- MATERIALS PROVIDED
============================================================

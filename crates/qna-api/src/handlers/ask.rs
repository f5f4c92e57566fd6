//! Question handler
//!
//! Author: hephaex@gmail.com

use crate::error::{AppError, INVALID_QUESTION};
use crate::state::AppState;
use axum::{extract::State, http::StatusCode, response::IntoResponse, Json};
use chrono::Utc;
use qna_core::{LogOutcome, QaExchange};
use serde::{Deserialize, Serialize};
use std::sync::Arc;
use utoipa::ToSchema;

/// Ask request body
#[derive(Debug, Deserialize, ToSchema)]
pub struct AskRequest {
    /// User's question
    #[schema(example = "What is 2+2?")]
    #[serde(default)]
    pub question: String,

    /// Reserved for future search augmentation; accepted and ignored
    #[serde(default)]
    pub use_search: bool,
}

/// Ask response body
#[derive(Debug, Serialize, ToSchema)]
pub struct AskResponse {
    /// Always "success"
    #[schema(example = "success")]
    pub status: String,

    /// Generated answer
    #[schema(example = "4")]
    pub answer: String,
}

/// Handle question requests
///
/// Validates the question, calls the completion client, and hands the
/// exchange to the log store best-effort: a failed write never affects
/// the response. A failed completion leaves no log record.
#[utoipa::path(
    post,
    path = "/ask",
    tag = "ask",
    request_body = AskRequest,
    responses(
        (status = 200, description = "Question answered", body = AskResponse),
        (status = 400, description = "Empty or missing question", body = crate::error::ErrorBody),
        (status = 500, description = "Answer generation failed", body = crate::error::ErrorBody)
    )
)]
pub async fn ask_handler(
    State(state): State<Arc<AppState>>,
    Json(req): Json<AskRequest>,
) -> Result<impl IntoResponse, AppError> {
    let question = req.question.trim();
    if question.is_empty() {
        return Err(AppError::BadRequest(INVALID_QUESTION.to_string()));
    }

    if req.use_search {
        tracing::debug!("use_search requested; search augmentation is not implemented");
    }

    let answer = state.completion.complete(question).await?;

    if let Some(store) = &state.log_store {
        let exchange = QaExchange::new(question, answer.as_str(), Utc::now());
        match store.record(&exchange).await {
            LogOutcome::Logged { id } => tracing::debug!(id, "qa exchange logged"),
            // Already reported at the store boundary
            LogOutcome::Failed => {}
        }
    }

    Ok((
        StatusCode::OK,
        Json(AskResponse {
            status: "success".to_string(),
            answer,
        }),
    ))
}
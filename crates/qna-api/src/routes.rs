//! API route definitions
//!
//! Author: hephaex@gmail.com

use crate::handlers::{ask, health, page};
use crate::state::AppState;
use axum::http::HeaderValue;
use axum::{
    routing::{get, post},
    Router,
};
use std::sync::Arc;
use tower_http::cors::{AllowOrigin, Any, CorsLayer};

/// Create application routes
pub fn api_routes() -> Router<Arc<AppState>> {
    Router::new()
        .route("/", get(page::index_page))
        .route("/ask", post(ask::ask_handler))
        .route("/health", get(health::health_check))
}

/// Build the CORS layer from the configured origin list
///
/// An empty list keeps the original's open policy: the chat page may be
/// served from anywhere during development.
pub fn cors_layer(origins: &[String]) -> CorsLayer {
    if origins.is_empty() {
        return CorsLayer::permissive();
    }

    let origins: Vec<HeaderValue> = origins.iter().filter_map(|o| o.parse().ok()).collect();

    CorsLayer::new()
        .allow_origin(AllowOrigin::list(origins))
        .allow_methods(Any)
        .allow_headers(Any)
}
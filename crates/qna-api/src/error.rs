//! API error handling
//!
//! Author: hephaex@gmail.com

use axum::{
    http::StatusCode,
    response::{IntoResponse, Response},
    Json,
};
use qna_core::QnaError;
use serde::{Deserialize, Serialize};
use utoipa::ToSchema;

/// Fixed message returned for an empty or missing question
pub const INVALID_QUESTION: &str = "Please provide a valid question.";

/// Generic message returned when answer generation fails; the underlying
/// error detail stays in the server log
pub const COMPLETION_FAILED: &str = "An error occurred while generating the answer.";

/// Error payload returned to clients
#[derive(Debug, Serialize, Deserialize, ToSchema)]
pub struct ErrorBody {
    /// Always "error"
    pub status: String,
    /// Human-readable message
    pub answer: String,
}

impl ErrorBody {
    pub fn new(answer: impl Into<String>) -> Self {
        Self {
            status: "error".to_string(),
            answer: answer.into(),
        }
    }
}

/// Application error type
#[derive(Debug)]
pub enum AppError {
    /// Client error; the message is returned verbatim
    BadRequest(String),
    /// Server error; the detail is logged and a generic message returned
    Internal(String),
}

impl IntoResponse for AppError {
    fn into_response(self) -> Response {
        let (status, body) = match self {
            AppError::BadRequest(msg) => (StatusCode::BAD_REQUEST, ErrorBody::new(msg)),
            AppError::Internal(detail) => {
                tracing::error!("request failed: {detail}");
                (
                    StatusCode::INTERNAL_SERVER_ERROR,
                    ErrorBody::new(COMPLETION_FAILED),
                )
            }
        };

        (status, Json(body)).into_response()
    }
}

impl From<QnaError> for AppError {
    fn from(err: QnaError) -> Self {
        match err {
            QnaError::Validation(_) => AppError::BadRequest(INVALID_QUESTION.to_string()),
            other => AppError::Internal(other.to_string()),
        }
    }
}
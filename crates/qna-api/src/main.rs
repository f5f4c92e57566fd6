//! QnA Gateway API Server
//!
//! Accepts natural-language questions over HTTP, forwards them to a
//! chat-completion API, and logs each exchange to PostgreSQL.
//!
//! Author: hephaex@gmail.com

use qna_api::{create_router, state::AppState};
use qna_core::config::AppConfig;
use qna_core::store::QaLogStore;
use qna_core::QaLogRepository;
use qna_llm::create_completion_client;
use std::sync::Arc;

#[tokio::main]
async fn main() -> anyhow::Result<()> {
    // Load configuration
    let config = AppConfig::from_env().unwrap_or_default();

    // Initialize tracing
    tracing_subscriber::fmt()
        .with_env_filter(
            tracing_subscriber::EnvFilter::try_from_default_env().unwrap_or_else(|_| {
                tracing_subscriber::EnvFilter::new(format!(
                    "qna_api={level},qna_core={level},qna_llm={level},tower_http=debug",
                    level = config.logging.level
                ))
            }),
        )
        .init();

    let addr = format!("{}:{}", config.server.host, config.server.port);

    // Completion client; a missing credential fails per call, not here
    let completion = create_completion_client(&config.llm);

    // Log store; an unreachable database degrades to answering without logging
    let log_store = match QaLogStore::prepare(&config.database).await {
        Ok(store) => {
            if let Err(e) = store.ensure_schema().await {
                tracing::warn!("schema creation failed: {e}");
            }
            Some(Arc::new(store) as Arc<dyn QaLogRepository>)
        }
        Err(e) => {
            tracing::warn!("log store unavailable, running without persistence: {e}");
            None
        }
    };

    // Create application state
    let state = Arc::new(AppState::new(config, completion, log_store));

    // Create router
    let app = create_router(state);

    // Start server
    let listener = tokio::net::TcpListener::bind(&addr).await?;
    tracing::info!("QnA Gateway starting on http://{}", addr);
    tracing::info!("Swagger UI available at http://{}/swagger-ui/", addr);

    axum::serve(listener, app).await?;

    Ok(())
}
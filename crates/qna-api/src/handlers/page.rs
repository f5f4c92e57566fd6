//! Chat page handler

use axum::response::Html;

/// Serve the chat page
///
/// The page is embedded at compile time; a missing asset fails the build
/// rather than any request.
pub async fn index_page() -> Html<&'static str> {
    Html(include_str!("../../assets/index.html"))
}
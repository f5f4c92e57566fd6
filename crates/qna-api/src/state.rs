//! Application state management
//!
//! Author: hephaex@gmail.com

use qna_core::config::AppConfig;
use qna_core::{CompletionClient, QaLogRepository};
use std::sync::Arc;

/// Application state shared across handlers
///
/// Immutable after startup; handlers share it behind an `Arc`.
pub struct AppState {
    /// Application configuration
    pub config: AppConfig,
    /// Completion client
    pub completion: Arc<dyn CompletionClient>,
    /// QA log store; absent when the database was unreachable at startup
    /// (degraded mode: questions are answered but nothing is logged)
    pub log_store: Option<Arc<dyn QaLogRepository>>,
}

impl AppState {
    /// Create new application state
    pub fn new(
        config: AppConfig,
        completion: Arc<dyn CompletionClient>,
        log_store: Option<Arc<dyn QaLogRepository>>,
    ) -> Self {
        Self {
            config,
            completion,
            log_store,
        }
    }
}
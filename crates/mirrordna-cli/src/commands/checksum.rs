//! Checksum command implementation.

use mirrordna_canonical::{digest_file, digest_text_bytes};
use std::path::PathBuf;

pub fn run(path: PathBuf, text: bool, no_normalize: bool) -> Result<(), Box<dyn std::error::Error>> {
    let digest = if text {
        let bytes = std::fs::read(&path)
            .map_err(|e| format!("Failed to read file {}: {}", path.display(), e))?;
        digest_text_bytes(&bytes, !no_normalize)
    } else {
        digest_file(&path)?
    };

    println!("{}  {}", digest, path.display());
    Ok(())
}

============================================================

- TASK BRIEF
Nothing but a number is needed: tally the lines of the listing that contain "description".

- EXPECTED OUTPUT
3